Mi esposo fue taxista durante doce años. Una noche después de su trabajo, a la entrada de la casa, un hombre lo apuntó con un revólver pidiéndole que le entregara el dinero. Al día siguiente, mi esposo, lleno de impotencia, coraje y frustración, me dijo: “Voy a pedir un permiso para portar un arma”.
Me quedé fría de estupor. “Esa no es la mejor solución. La violencia sólo trae violencia; es posible que con esa misma arma te maten a ti”. Recuerdo, como si fuera ayer, que lo consulté con el sacerdote de mi parroquia, y él me dijo sabiamente: “No, Teresa, no accedas a poner un arma en las manos de tu esposo.” No lo hizo, y encontró una buena opción para evitar ser atacado de nuevo.
Han pasado muchos años desde entonces. Ya trabajando como maestra de escuela secundaria viví experiencias de violencia con estudiantes que llevaban armas a las escuelas. La solución fue la implementación de detectores de metal, y el aumento de más agentes de seguridad.
Recuerdo la masacre de Columbine H.S. en el año 1999. Me marcó el alma. A esa masacre se le han ido sumando otras, y otras. Las lágrimas de dolor y de impotencia han marcado no sólo mi corazón de mujer, madre y maestra; sino el corazón de todo un país que ha llorado una y otra vez la muerte de seres queridos, de todas las edades, a manos de personas que de una u otra forma han tenido acceso a las armas.
La última masacre, en la escuela secundaria Marjory Stoneman Douglas de Parkland, en Florida, ha revivido las heridas pasadas; han aumentado los sentimientos de impotencia al escuchar siempre que se va a hacer algo, y no se hace nada. ¿Será que nos hemos anestesiado el alma? ¿Será que ya se hizo rutinario decir: “Lo siento, voy a orar por ustedes”?
Dice nuestro Catecismo de la Iglesia Católica, que el pecado es personal; “pero nosotros tenemos una responsabilidad en los pecados cometidos por otros cuando cooperamos a ellos: participando directa y voluntariamente; ordenándolos, aconsejándolos, alabándolos o aprobándolos; no revelándolos o no impidiéndolos cuando se tiene obligación de hacerlo; protegiendo a los que hacen el mal” (artículo 1868).
Y añade: “Las «estructuras de pecado» son expresión y efecto de los pecados personales.
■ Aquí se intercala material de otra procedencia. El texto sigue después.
//! Transcode stages: a declarative description of one engine invocation and
//! the runner that executes it.

use std::path::{Path, PathBuf};
use std::time::Duration;

use async_trait::async_trait;
use cf_core::{Error, Result, StageKind};

use crate::command::stderr_excerpt;
use crate::tools::{ToolConfig, ToolRegistry};

/// Per-stream codec choice.
#[derive(Debug, Clone, PartialEq, Eq)]
pub enum Codec {
    /// Pass the stream through untouched.
    Copy,
    /// Re-encode with the named encoder.
    Encode(String),
}

impl Codec {
    pub fn encode(name: impl Into<String>) -> Self {
        Codec::Encode(name.into())
    }

    /// The engine's name for this choice.
    pub fn as_arg(&self) -> &str {
        match self {
            Codec::Copy => "copy",
            Codec::Encode(name) => name,
        }
    }
}

/// One input file of a stage.
#[derive(Debug, Clone, PartialEq)]
pub struct StageInput {
    pub path: PathBuf,
    /// Repeat this input indefinitely (bounded by the stage's duration limit).
    pub loop_forever: bool,
}

impl StageInput {
    pub fn new(path: impl Into<PathBuf>) -> Self {
        Self {
            path: path.into(),
            loop_forever: false,
        }
    }

    pub fn looped(path: impl Into<PathBuf>) -> Self {
        Self {
            path: path.into(),
            loop_forever: true,
        }
    }
}

/// Everything the engine needs to produce one output artifact.
#[derive(Debug, Clone, PartialEq)]
pub struct StageSpec {
    pub stage: StageKind,
    pub inputs: Vec<StageInput>,
    pub video_filters: Vec<String>,
    pub audio_filters: Vec<String>,
    pub video_codec: Codec,
    pub audio_codec: Codec,
    /// Explicit stream mapping; empty means the engine's default selection.
    pub maps: Vec<String>,
    /// Truncate the output to this many seconds.
    pub duration_limit: Option<f64>,
}

impl StageSpec {
    /// A stage reading a single input and copying every stream.
    pub fn new(stage: StageKind, input: impl Into<PathBuf>) -> Self {
        Self {
            stage,
            inputs: vec![StageInput::new(input)],
            video_filters: Vec::new(),
            audio_filters: Vec::new(),
            video_codec: Codec::Copy,
            audio_codec: Codec::Copy,
            maps: Vec::new(),
            duration_limit: None,
        }
    }

    pub fn with_input(mut self, input: StageInput) -> Self {
        self.inputs.push(input);
        self
    }

    pub fn with_video_filter(mut self, filter: impl Into<String>) -> Self {
        self.video_filters.push(filter.into());
        self
    }

    pub fn with_audio_filter(mut self, filter: impl Into<String>) -> Self {
        self.audio_filters.push(filter.into());
        self
    }

    pub fn with_video_codec(mut self, codec: Codec) -> Self {
        self.video_codec = codec;
        self
    }

    pub fn with_audio_codec(mut self, codec: Codec) -> Self {
        self.audio_codec = codec;
        self
    }

    pub fn with_map(mut self, map: impl Into<String>) -> Self {
        self.maps.push(map.into());
        self
    }

    pub fn with_duration_limit(mut self, seconds: f64) -> Self {
        self.duration_limit = Some(seconds);
        self
    }

    /// Engine arguments writing to `output`.
    pub fn to_args(&self, output: &Path) -> Vec<String> {
        build_args(self, output)
    }
}

/// Translate a [`StageSpec`] into ffmpeg arguments.
///
/// Layout: `-y -hide_banner -nostdin [-stream_loop -1] -i <in>… [-vf ..]
/// [-af ..] [-map ..]… -c:v .. -c:a .. [-t ..] <out>`.
pub fn build_args(spec: &StageSpec, output: &Path) -> Vec<String> {
    let mut args: Vec<String> = vec!["-y".into(), "-hide_banner".into(), "-nostdin".into()];

    for input in &spec.inputs {
        if input.loop_forever {
            args.push("-stream_loop".into());
            args.push("-1".into());
        }
        args.push("-i".into());
        args.push(input.path.to_string_lossy().to_string());
    }

    if !spec.video_filters.is_empty() {
        args.push("-vf".into());
        args.push(spec.video_filters.join(","));
    }
    if !spec.audio_filters.is_empty() {
        args.push("-af".into());
        args.push(spec.audio_filters.join(","));
    }

    for map in &spec.maps {
        args.push("-map".into());
        args.push(map.clone());
    }

    args.push("-c:v".into());
    args.push(spec.video_codec.as_arg().to_string());
    args.push("-c:a".into());
    args.push(spec.audio_codec.as_arg().to_string());

    if let Some(limit) = spec.duration_limit {
        args.push("-t".into());
        args.push(format_seconds(limit));
    }

    args.push(output.to_string_lossy().to_string());
    args
}

/// Render seconds without a trailing `.0` for whole values.
fn format_seconds(seconds: f64) -> String {
    let rendered = format!("{seconds:.3}");
    let trimmed = rendered.trim_end_matches('0').trim_end_matches('.');
    if trimmed.is_empty() {
        "0".to_string()
    } else {
        trimmed.to_string()
    }
}

/// Executes one transcode stage.
///
/// A runner writes exactly one artifact at `output` and never deletes it,
/// even on failure; cleanup belongs to the artifact manager.
#[async_trait]
pub trait StageRunner: Send + Sync {
    async fn run(&self, spec: &StageSpec, output: &Path) -> Result<()>;
}

/// [`StageRunner`] backed by the `ffmpeg` CLI.
#[derive(Debug, Clone)]
pub struct FfmpegRunner {
    tool: ToolConfig,
}

impl FfmpegRunner {
    pub fn new(tool: ToolConfig) -> Self {
        Self { tool }
    }

    /// Create a runner from the registry's `ffmpeg` entry.
    pub fn from_registry(tools: &ToolRegistry) -> Result<Self> {
        Ok(Self::new(tools.require("ffmpeg")?.clone()))
    }

    /// Builder: override the per-stage time budget.
    pub fn with_timeout(mut self, timeout: Duration) -> Self {
        self.tool.timeout = timeout;
        self
    }
}

#[async_trait]
impl StageRunner for FfmpegRunner {
    async fn run(&self, spec: &StageSpec, output: &Path) -> Result<()> {
        let mut cmd = self.tool.command();
        cmd.args(build_args(spec, output));

        tracing::debug!("{} stage -> {}", spec.stage, output.display());

        cmd.execute().await.map_err(|e| match e {
            Error::ToolExit {
                exit_code, stderr, ..
            } => Error::Transcode {
                exit_code,
                stderr_excerpt: stderr_excerpt(&stderr),
            },
            other => other,
        })?;

        Ok(())
    }
}

#[cfg(test)]
mod tests {
    use super::*;
    use assert_matches::assert_matches;

    fn args(spec: &StageSpec) -> Vec<String> {
        build_args(spec, Path::new("/work/out.mp4"))
    }

    #[test]
    fn copy_stage_arguments() {
        let spec = StageSpec::new(StageKind::Normalize, "/in/source.webm")
            .with_video_codec(Codec::encode("libx264"));
        assert_eq!(
            args(&spec),
            vec![
                "-y",
                "-hide_banner",
                "-nostdin",
                "-i",
                "/in/source.webm",
                "-c:v",
                "libx264",
                "-c:a",
                "copy",
                "/work/out.mp4",
            ]
        );
    }

    #[test]
    fn filters_are_comma_joined() {
        let spec = StageSpec::new(StageKind::ColorAdjust, "/in/a.mp4")
            .with_video_filter("eq=brightness=0.1")
            .with_video_filter("hflip")
            .with_audio_filter("asetrate=48000");
        let args = args(&spec);
        let vf = args.iter().position(|a| a == "-vf").unwrap();
        assert_eq!(args[vf + 1], "eq=brightness=0.1,hflip");
        let af = args.iter().position(|a| a == "-af").unwrap();
        assert_eq!(args[af + 1], "asetrate=48000");
    }

    #[test]
    fn looped_input_and_duration_limit() {
        let spec = StageSpec::new(StageKind::AudioOverlay, "/work/video.mp4")
            .with_input(StageInput::looped("/in/track.mp3"))
            .with_map("0:v:0")
            .with_map("1:a:0")
            .with_duration_limit(8.0);
        let args = args(&spec);

        let loop_pos = args.iter().position(|a| a == "-stream_loop").unwrap();
        assert_eq!(args[loop_pos + 1], "-1");
        assert_eq!(args[loop_pos + 2], "-i");
        assert_eq!(args[loop_pos + 3], "/in/track.mp3");

        let maps: Vec<&String> = args
            .iter()
            .enumerate()
            .filter(|(i, _)| *i > 0 && args[i - 1] == "-map")
            .map(|(_, a)| a)
            .collect();
        assert_eq!(maps, vec!["0:v:0", "1:a:0"]);

        let t = args.iter().position(|a| a == "-t").unwrap();
        assert_eq!(args[t + 1], "8");
        assert_eq!(args.last().unwrap(), "/work/out.mp4");
    }

    #[test]
    fn seconds_formatting() {
        assert_eq!(format_seconds(10.0), "10");
        assert_eq!(format_seconds(10.5), "10.5");
        assert_eq!(format_seconds(3.14159), "3.142");
        assert_eq!(format_seconds(0.0), "0");
    }

    #[tokio::test]
    async fn non_zero_exit_becomes_transcode_error() {
        // `false` ignores its arguments and exits 1.
        let Ok(false_bin) = which::which("false") else {
            return;
        };
        let dir = tempfile::tempdir().unwrap();
        let runner = FfmpegRunner::new(ToolConfig {
            name: "ffmpeg".into(),
            path: false_bin,
            timeout: Duration::from_secs(10),
        });
        let spec = StageSpec::new(StageKind::Rotate, "/in/a.mp4")
            .with_video_filter("rotate=1.570796");

        let err = runner
            .run(&spec, &dir.path().join("out.mp4"))
            .await
            .unwrap_err();
        assert_matches!(err, Error::Transcode { exit_code: Some(1), .. });
    }

    #[tokio::test]
    async fn missing_engine_is_tool_not_found() {
        let runner = FfmpegRunner::new(ToolConfig {
            name: "ffmpeg".into(),
            path: PathBuf::from("/nonexistent/ffmpeg_xyz"),
            timeout: Duration::from_secs(5),
        });
        let spec = StageSpec::new(StageKind::Normalize, "/in/a.webm");
        let err = runner.run(&spec, Path::new("/tmp/out.mp4")).await.unwrap_err();
        assert_matches!(err, Error::ToolNotFound { .. });
    }
}
//! Identifiers for the transformation stages of a pipeline run.

use serde::{Deserialize, Serialize};
use std::fmt;

/// A discrete step of the pipeline that produces exactly one artifact.
#[derive(Debug, Clone, Copy, PartialEq, Eq, Hash, Serialize, Deserialize)]
#[serde(rename_all = "snake_case")]
pub enum StageKind {
    /// Convert the source into the working container/codec baseline.
    Normalize,
    /// Resample the audio track by the configured pitch factor.
    Pitch,
    /// Rotate the video clockwise.
    Rotate,
    /// Apply brightness/contrast/saturation correction.
    ColorAdjust,
    /// Mux a replacement audio track against the video.
    AudioOverlay,
    /// Move the working artifact to the final output path.
    Finalize,
}

impl StageKind {
    /// Stable lowercase identifier, also used in temporary file names.
    pub fn as_str(&self) -> &'static str {
        match self {
            StageKind::Normalize => "normalize",
            StageKind::Pitch => "pitch",
            StageKind::Rotate => "rotate",
            StageKind::ColorAdjust => "color_adjust",
            StageKind::AudioOverlay => "audio_overlay",
            StageKind::Finalize => "finalize",
        }
    }
}

impl fmt::Display for StageKind {
    fn fmt(&self, f: &mut fmt::Formatter<'_>) -> fmt::Result {
        f.write_str(self.as_str())
    }
}
//! Temporary artifact bookkeeping for a pipeline run.
//!
//! A [`TempArtifactManager`] hands out per-run-unique paths for intermediate
//! files, remembers every one of them, and deletes them all when the run
//! ends. It is the only component that removes files it tracks.

use std::path::{Path, PathBuf};

use cf_core::{RunId, StageKind};
use serde::Serialize;

/// Prefix shared by every temporary artifact file name.
pub const ARTIFACT_PREFIX: &str = ".clipforge-";

/// An intermediate file produced by one stage.
#[derive(Debug, Clone, PartialEq, Eq)]
pub struct StageArtifact {
    pub path: PathBuf,
    pub produced_by: StageKind,
    /// Temporary artifacts are deleted by [`TempArtifactManager::release_all`].
    pub is_temporary: bool,
}

impl StageArtifact {
    /// A temporary artifact produced by `stage`.
    pub fn temporary(path: impl Into<PathBuf>, stage: StageKind) -> Self {
        Self {
            path: path.into(),
            produced_by: stage,
            is_temporary: true,
        }
    }
}

/// Handle returned when an artifact is registered.
#[derive(Debug, Clone, PartialEq, Eq)]
pub struct ArtifactHandle {
    path: PathBuf,
    stage: StageKind,
}

impl ArtifactHandle {
    pub fn path(&self) -> &Path {
        &self.path
    }

    pub fn stage(&self) -> StageKind {
        self.stage
    }
}

/// Outcome of a [`TempArtifactManager::release_all`] call.
#[derive(Debug, Clone, Copy, Default, PartialEq, Eq, Serialize)]
pub struct ReleaseReport {
    /// Files that existed and were deleted.
    pub removed: usize,
    /// Tracked paths that no longer existed (never written, or moved away).
    pub missing: usize,
    /// Files that could not be deleted; each failure was logged.
    pub failed: usize,
}

/// Tracks the temporary artifacts of one pipeline run.
///
/// Dropping the manager releases anything still tracked, so artifacts are
/// cleaned up even when the run future is dropped mid-stage.
#[derive(Debug)]
pub struct TempArtifactManager {
    work_dir: PathBuf,
    run_id: RunId,
    artifacts: Vec<StageArtifact>,
    next_seq: u32,
}

impl TempArtifactManager {
    /// Create a manager that places artifacts in `work_dir`.
    pub fn new(work_dir: impl Into<PathBuf>, run_id: RunId) -> Self {
        Self {
            work_dir: work_dir.into(),
            run_id,
            artifacts: Vec::new(),
            next_seq: 0,
        }
    }

    /// Directory holding the artifacts.
    pub fn work_dir(&self) -> &Path {
        &self.work_dir
    }

    pub fn run_id(&self) -> RunId {
        self.run_id
    }

    /// Reserve and track a fresh artifact path for `stage`.
    ///
    /// The name embeds the run id and a sequence number:
    /// `.clipforge-<run>-<seq>-<stage>.<extension>`. Nothing is created on
    /// disk; the path is tracked before any tool writes to it so partial
    /// output is always cleaned up.
    pub fn allocate(&mut self, stage: StageKind, extension: &str) -> ArtifactHandle {
        let name = format!(
            "{ARTIFACT_PREFIX}{}-{:02}-{}.{}",
            self.run_id.file_token(),
            self.next_seq,
            stage.as_str(),
            extension.trim_start_matches('.')
        );
        self.next_seq += 1;
        self.track(StageArtifact::temporary(self.work_dir.join(name), stage))
    }

    /// Register an artifact for cleanup.
    pub fn track(&mut self, artifact: StageArtifact) -> ArtifactHandle {
        tracing::trace!(
            "tracking {} ({})",
            artifact.path.display(),
            artifact.produced_by
        );
        let handle = ArtifactHandle {
            path: artifact.path.clone(),
            stage: artifact.produced_by,
        };
        self.artifacts.push(artifact);
        handle
    }

    /// Artifacts registered and not yet released.
    pub fn tracked(&self) -> &[StageArtifact] {
        &self.artifacts
    }

    /// Delete every tracked temporary artifact whose file still exists.
    ///
    /// Absent files are skipped. A failed deletion is logged and does not
    /// stop the remaining deletions. Calling this again is a no-op.
    pub fn release_all(&mut self) -> ReleaseReport {
        let mut report = ReleaseReport::default();

        for artifact in self.artifacts.drain(..) {
            if !artifact.is_temporary {
                continue;
            }
            match std::fs::remove_file(&artifact.path) {
                Ok(()) => {
                    tracing::debug!("Deleted temporary file: {}", artifact.path.display());
                    report.removed += 1;
                }
                Err(e) if e.kind() == std::io::ErrorKind::NotFound => {
                    report.missing += 1;
                }
                Err(e) => {
                    tracing::warn!(
                        "Failed to delete temporary file {}: {e}",
                        artifact.path.display()
                    );
                    report.failed += 1;
                }
            }
        }

        report
    }
}

impl Drop for TempArtifactManager {
    fn drop(&mut self) {
        if !self.artifacts.is_empty() {
            let report = self.release_all();
            tracing::debug!("released artifacts on drop: {report:?}");
        }
    }
}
Inducen a sus víctimas a cometer a su vez el mal. En un sentido analógico constituyen un pecado social”.
El papa Juan Pablo II hizo la siguiente definición de pecado social en la exhortación apostólica Reconciliación y penitencia de 1984: “Es social todo pecado cometido contra los derechos de la persona humana, comenzando por el derecho a la vida, o contra la integridad física de alguno (…) La Iglesia… sabe y proclama que estos casos de pecado social son el fruto, la acumulación y la concentración de muchos pecados personales”.
Atacar, sanar y restaurar la raíz del pecado es la solución. Ah, pero las raíces son extensas. Por una parte, tenemos las enfermedades mentales; por otra, la violencia y falta de amor en los hogares; por otra, y la más grande, según mi criterio, es el acceso a las armas y la ambición y apego al dinero que su venta proporciona. Dice Jesús en Mateo 15:19 que “del corazón provienen los malos pensamientos”; y San Pablo nos dice en la Primera Carta a Timoteo, 6,10 que la raíz de todos los males es el amor al dinero.
Si mi esposo, en su enojo y frustración, hubiera optado por adquirir un arma, la siguiente ocasión que lo volvieron a asaltar —ya en otra circunstancia— habría cambiado la historia de nuestras vidas.
¿Qué estoy haciendo yo, en el medio en que vivo, para ayudar a identificar y sanar las raíces que causan y nutren la violencia? ¿Nos amamos o nos armamos?